3. Polyembryonic reproduction
Polyembryony is a reproductive method in which one egg produces two or more embryos. This method of reproduction is common in some parasitic wasps of the order Hymenoptera, such as some species such as Braconidae, Braconidae, Braconidae, Braconidae, and Apidae. Polyembryonic reproduction is also performed in the order Torrionoptera. .

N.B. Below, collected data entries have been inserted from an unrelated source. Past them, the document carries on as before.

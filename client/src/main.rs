/*
 * SPDX-License-Identifier: MIT
 *
 * Permission is hereby granted, free of charge, to any person obtaining a
 * copy of this software and associated documentation files (the "Software"),
 * to deal in the Software without restriction, including without limitation
 * the rights to use, copy, modify, merge, publish, distribute, sublicense,
 * and/or sell copies of the Software, and to permit persons to whom the
 * Software is furnished to do so, subject to the following conditions:
 *
 * The above copyright notice and this permission notice shall be included in
 * all copies or substantial portions of the Software.
 *
 * THE SOFTWARE IS PROVIDED "AS IS", WITHOUT WARRANTY OF ANY KIND, EXPRESS OR
 * IMPLIED, INCLUDING BUT NOT LIMITED TO THE WARRANTIES OF MERCHANTABILITY,
 * FITNESS FOR A PARTICULAR PURPOSE AND NONINFRINGEMENT. IN NO EVENT SHALL
 * THE AUTHORS OR COPYRIGHT HOLDERS BE LIABLE FOR ANY CLAIM, DAMAGES OR OTHER
 * LIABILITY, WHETHER IN AN ACTION OF CONTRACT, TORT OR OTHERWISE, ARISING
 * FROM, OUT OF OR IN CONNECTION WITH THE SOFTWARE OR THE USE OR OTHER
 * DEALINGS IN THE SOFTWARE.
 */

/* iRMC drift checker
 * Compares a desired resource configuration with the state read from a BMC.
 *
 * USAGE: ./irmc-client -k volume -d desired.json -o observed.json
 *        ./irmc-client -f combined.json
 * A combined document has the keys "kind", "desired" and "observed".
 * Run with no params for help.
 * Run with `-v` for more output.
 */

use std::{fs, process::ExitCode};

use anyhow::{anyhow, Context};
use libirmc::{
    jsonmap, ApproximateQuantity, DriftReport, Reconciler, ReconcilerConfig, ResourceKind, Tolerance,
};
use tracing::{error, info};
use tracing_subscriber::filter::{EnvFilter, LevelFilter};
use tracing_subscriber::fmt::Layer;
use tracing_subscriber::prelude::*;

fn read_json(path: &str) -> Result<serde_json::Value, anyhow::Error> {
    let text = fs::read_to_string(path).with_context(|| format!("reading {path}"))?;
    serde_json::from_str(&text).with_context(|| format!("parsing {path}"))
}

// "capacity" is not a resource: desired and observed are bare byte counts
fn compare_capacity(
    map: &serde_json::Map<String, serde_json::Value>,
    reconciler: &Reconciler,
    location: &str,
) -> Result<DriftReport, anyhow::Error> {
    let desired = jsonmap::get_quantity(map, "desired", location)?;
    let observed: ApproximateQuantity = jsonmap::get_quantity(map, "observed", location)?;
    let mut report = DriftReport::new("capacity");
    reconciler.compare_quantity(&mut report, "capacity_bytes", Some(desired), Some(observed));
    Ok(report)
}

fn main() -> Result<ExitCode, anyhow::Error> {
    let args: Vec<String> = std::env::args().collect();
    let mut opts = getopts::Options::new();

    opts.optflag("h", "help", "Print this help");
    opts.optflag("v", "verbose", "Log at DEBUG level to stderr. Default is INFO");
    opts.optopt(
        "k",
        "kind",
        "Resource kind:
                volume
                boot_order
                boot_source_override
                power
                bios
                virtual_media
                user_account
                capacity (with -f only)",
        "KIND",
    );
    opts.optopt("d", "desired", "Desired configuration JSON file", "FILE");
    opts.optopt("o", "observed", "Observed Redfish JSON file", "FILE");
    opts.optopt(
        "f",
        "file",
        "Combined document with kind, desired and observed",
        "FILE",
    );
    opts.optopt(
        "t",
        "tolerance",
        "Capacity tolerance in bytes. Default 500000000",
        "BYTES",
    );
    opts.optopt("c", "config", "Reconciler configuration JSON file", "FILE");

    let args_given = opts.parse(&args[1..])?;
    let have_separate = args_given.opt_present("d") && args_given.opt_present("o");
    if args_given.opt_present("h") || !(have_separate || args_given.opt_present("f")) {
        eprintln!(
            "{}",
            opts.usage("irmc-client -k kind -d desired.json -o observed.json | -f combined.json")
        );
        eprintln!(
            "Prints one line per drifted field, or the in-sync report, to stdout.\n\
             Exit status is 0 when in sync and 2 on drift. Logs go to stderr."
        );
        return Ok(ExitCode::SUCCESS);
    }

    let log_level = if args_given.opt_present("v") {
        LevelFilter::DEBUG
    } else {
        LevelFilter::INFO
    };
    let env_filter = EnvFilter::from_default_env().add_directive(log_level.into());
    tracing_subscriber::registry()
        .with(Layer::default().compact().with_writer(std::io::stderr))
        .with(env_filter)
        .init();

    let mut config = match args_given.opt_str("c") {
        Some(path) => serde_json::from_value::<ReconcilerConfig>(read_json(&path)?)
            .with_context(|| format!("parsing reconciler config {path}"))?,
        None => ReconcilerConfig::default(),
    };
    if let Some(bytes) = args_given.opt_str("t") {
        let bytes: u64 = bytes
            .parse()
            .with_context(|| format!("invalid tolerance {bytes}"))?;
        config.capacity_tolerance = Tolerance::Absolute { bytes };
    }
    let reconciler = Reconciler::from_config(&config)?;

    let report = if let Some(path) = args_given.opt_str("f") {
        let mut doc = match read_json(&path)? {
            serde_json::Value::Object(map) => map,
            _ => return Err(anyhow!("{path} is not a JSON object")),
        };
        let kind = jsonmap::get_str(&doc, "kind", &path)?.to_string();
        if kind == "capacity" {
            compare_capacity(&doc, &reconciler, &path)?
        } else {
            let kind: ResourceKind = kind.parse()?;
            let desired: serde_json::Value = jsonmap::extract(&mut doc, "desired", &path)?;
            let observed: serde_json::Value = jsonmap::extract(&mut doc, "observed", &path)?;
            libirmc::reconcile_json(kind, desired, observed, &reconciler)?
        }
    } else {
        let kind: ResourceKind = args_given
            .opt_str("k")
            .ok_or_else(|| anyhow!("-k is required with -d and -o"))?
            .parse()?;
        let desired = read_json(&args_given.opt_str("d").unwrap_or_default())?;
        let observed = read_json(&args_given.opt_str("o").unwrap_or_default())?;
        libirmc::reconcile_json(kind, desired, observed, &reconciler)?
    };

    // The report goes to stdout whatever RUST_LOG says.
    println!("{report}");
    if report.is_in_sync() {
        info!(resource = %report.resource, "in sync");
        return Ok(ExitCode::SUCCESS);
    }
    error!(resource = %report.resource, drifts = report.drifts.len(), "drift detected");
    Ok(ExitCode::from(2))
}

Polyembryonic parasitoids lay their eggs in the host's eggs, and the host larvae do not leave the host until they mature and pupate. In one host, 1-8 eggs can be laid (varying with species). Once eggs are laid, there can be fertilized eggs or unfertilized eggs. The former develops into female bees, and the latter develops into male bees. The polar bodies of these polyembryonic wasp eggs do not disappear when they mature and divide. Instead, they are concentrated at one end of the egg, continue to divide, and gradually develop into a trophic amniotic membrane wrapped outside the embryo. The embryo absorbs the nutrients it needs directly from the host's body through the nourishing amniotic membrane. Therefore, some people call nourishing amniotic membrane nutrient membrane. The mature and divided egg nucleus is located at the rear end of the egg - the end opposite to the polar body. As it divides again and again, the rear end of the egg swells. If it divides only once, two embryos will be produced in the future. However, judging from the known species, there are very few embryos that divide once. Most of them need to divide multiple times. The most can produce 1,600 to 1,800 daughter nuclei. In the future, Each daughter nucleus forms an embryo. The number of embryos produced often depends on the host's tolerance. Polyembryony can be seen as an adaptation to parasitism in living creatures. Because these parasitic insects often cannot find their corresponding hosts for all individuals. Polyembryony ensures that once a host is found, more offspring can be produced.
4. Viviparous and larval reproduction
The vast majority of insects lay eggs. But there are also some insects that can produce larvae or nymphs directly from the mother. This method of reproduction is called viviparous birth. There are also a few insects that reproduce in the larval stage before their mother reaches the adult stage, which is called larval reproduction. All insects that undergo larval reproduction produce larvae instead of eggs, so larval reproduction can be considered a form of viviparous reproduction. Since the mother of larval reproduction has not developed to the adult stage, of course there is no talk of sexual mating, so larval reproduction can be regarded as a type of parthenogenesis.
Viviparous birth can be thought of as an adaptation to egg protection. And due to the lack of a separate egg stage, the time required to complete one generation is also relatively short. Larval reproduction is also parthenogenetic, so it is also an adaptation that is conducive to widespread distribution and maintaining population survival under adverse environmental conditions.